Lean Thinking, la pensée Lean : arrêtons de croire que les gens ne réfléchissent pas

Le problème en se focalisant sur les outils, les processus, les méthodes, c’est que l’organisation a investi de l’argent et de l’énergie pour s’assurer que les gens ne réfléchissaient pas.
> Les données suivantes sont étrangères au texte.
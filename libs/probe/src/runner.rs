use std::future::Future;
use std::time::Instant;

use database::DatabaseError;
use database::mongodb::{Client, Collection, Database, MongoConfig};
use database::mongodb::{check_health_detailed, connect_from_config};
use mongodb::bson::doc;
use tracing::{info, warn};

use crate::document::{PROBE_MARKER, ProbeDocument};
use crate::report::{ProbeReport, ProbeStep};

/// Error type for probe steps
///
/// Single taxonomy: a step either fails with the underlying driver error or
/// with one of the probe's own conditions. No distinction is made between
/// connectivity, authentication, and data errors.
#[derive(Debug, thiserror::Error)]
pub enum ProbeError {
    #[error(transparent)]
    Connection(#[from] DatabaseError),

    #[error(transparent)]
    Mongo(#[from] mongodb::error::Error),

    #[error("health check failed: {0}")]
    HealthCheck(String),

    #[error("probe document not found after insert")]
    DocumentMissing,
}

/// Names of the scratch namespace the probe writes into
///
/// The namespace is created during the insert step and dropped during
/// cleanup, so it is self-cleaning on the target server. Overriding the
/// names keeps concurrent probe runs out of each other's way.
#[derive(Debug, Clone)]
pub struct ProbeOptions {
    pub scratch_database: String,
    pub scratch_collection: String,
}

impl ProbeOptions {
    pub fn new(database: impl Into<String>, collection: impl Into<String>) -> Self {
        Self {
            scratch_database: database.into(),
            scratch_collection: collection.into(),
        }
    }
}

impl Default for ProbeOptions {
    fn default() -> Self {
        Self::new("probe_scratch", "probe")
    }
}

/// Run the full probe sequence against the configured endpoint
///
/// Steps are issued and awaited one at a time: connect, ping, list
/// databases, insert, find, cleanup. The first failure aborts the remaining
/// steps. The connection is closed exactly once on every exit path, and the
/// close outcome is always the last entry in the returned report.
pub async fn run(config: &MongoConfig, options: &ProbeOptions) -> ProbeReport {
    let mut report = ProbeReport::new();

    let start = Instant::now();
    let client = match connect_from_config(config).await {
        Ok(client) => {
            report.record_ok(
                ProbeStep::Connect,
                format!("connected to {}", config.url()),
                elapsed_ms(start),
            );
            client
        }
        Err(e) => {
            let err = ProbeError::Connection(e);
            warn!("probe aborted: {err}");
            report.record_err(ProbeStep::Connect, err.to_string(), elapsed_ms(start));
            // No connection was opened, but the close marker is still the
            // last line on every exit path.
            report.record_ok(ProbeStep::Close, "connection closed", 0);
            return report;
        }
    };

    let db = client.database(&options.scratch_database);
    let collection = db.collection::<ProbeDocument>(&options.scratch_collection);

    let ok = record(&mut report, ProbeStep::Ping, step_ping(&client)).await;
    let ok = ok
        && record(
            &mut report,
            ProbeStep::ListDatabases,
            step_list_databases(&client),
        )
        .await;
    let ok = ok && record(&mut report, ProbeStep::Insert, step_insert(&collection)).await;
    let ok = ok && record(&mut report, ProbeStep::Find, step_find(&collection)).await;
    let _ = ok
        && record(
            &mut report,
            ProbeStep::Cleanup,
            step_cleanup(&collection, &db),
        )
        .await;

    let start = Instant::now();
    client.shutdown().await;
    report.record_ok(ProbeStep::Close, "connection closed", elapsed_ms(start));

    report
}

/// Await one step and append its outcome to the report
///
/// Returns whether the step succeeded, so the caller can short-circuit the
/// remaining sequence.
async fn record<F>(report: &mut ProbeReport, step: ProbeStep, operation: F) -> bool
where
    F: Future<Output = Result<String, ProbeError>>,
{
    let start = Instant::now();
    match operation.await {
        Ok(detail) => {
            info!("{step}: {detail}");
            report.record_ok(step, detail, elapsed_ms(start));
            true
        }
        Err(e) => {
            warn!("{step} failed: {e}");
            report.record_err(step, e.to_string(), elapsed_ms(start));
            false
        }
    }
}

async fn step_ping(client: &Client) -> Result<String, ProbeError> {
    let status = check_health_detailed(client).await;
    if status.healthy {
        Ok(format!(
            "server responded to ping in {}ms",
            status.response_time_ms
        ))
    } else {
        Err(ProbeError::HealthCheck(
            status.message.unwrap_or_else(|| "ping failed".to_string()),
        ))
    }
}

async fn step_list_databases(client: &Client) -> Result<String, ProbeError> {
    let names = client.list_database_names().await?;
    Ok(format!(
        "{} databases available: {}",
        names.len(),
        names.join(", ")
    ))
}

async fn step_insert(collection: &Collection<ProbeDocument>) -> Result<String, ProbeError> {
    let document = ProbeDocument::new();
    let result = collection.insert_one(&document).await?;
    Ok(format!(
        "inserted probe document with id {}",
        result.inserted_id
    ))
}

async fn step_find(collection: &Collection<ProbeDocument>) -> Result<String, ProbeError> {
    match collection.find_one(doc! { "marker": PROBE_MARKER }).await? {
        Some(found) => Ok(format!(
            "read probe document back (created at {})",
            found.created_at
        )),
        // Ok(None) from the driver is still a probe failure
        None => Err(ProbeError::DocumentMissing),
    }
}

async fn step_cleanup(
    collection: &Collection<ProbeDocument>,
    db: &Database,
) -> Result<String, ProbeError> {
    collection.drop().await?;
    db.drop().await?;
    Ok(format!("dropped scratch database '{}'", db.name()))
}

fn elapsed_ms(start: Instant) -> u64 {
    start.elapsed().as_millis() as u64
}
C’est la citation de Barbara Garson (Electronic Sweatshop) :

« Un degré extraordinaire d’ingéniosité a été mis au service de l’élimination de l’ingéniosité humaine. »

C’est ce que Dan Jones appelle “Engineer people out of the process » que l’on pourrait traduire par « concevoir des systèmes pour en exclure les personnes ». Cela se révèle bien moins vertueux que prévu et il est même surprenant de la part d’entreprises qui disent, d’un côté, mettre l’humain en premier, investir tant d’énergie pour s’assurer de l’en sortir des processus.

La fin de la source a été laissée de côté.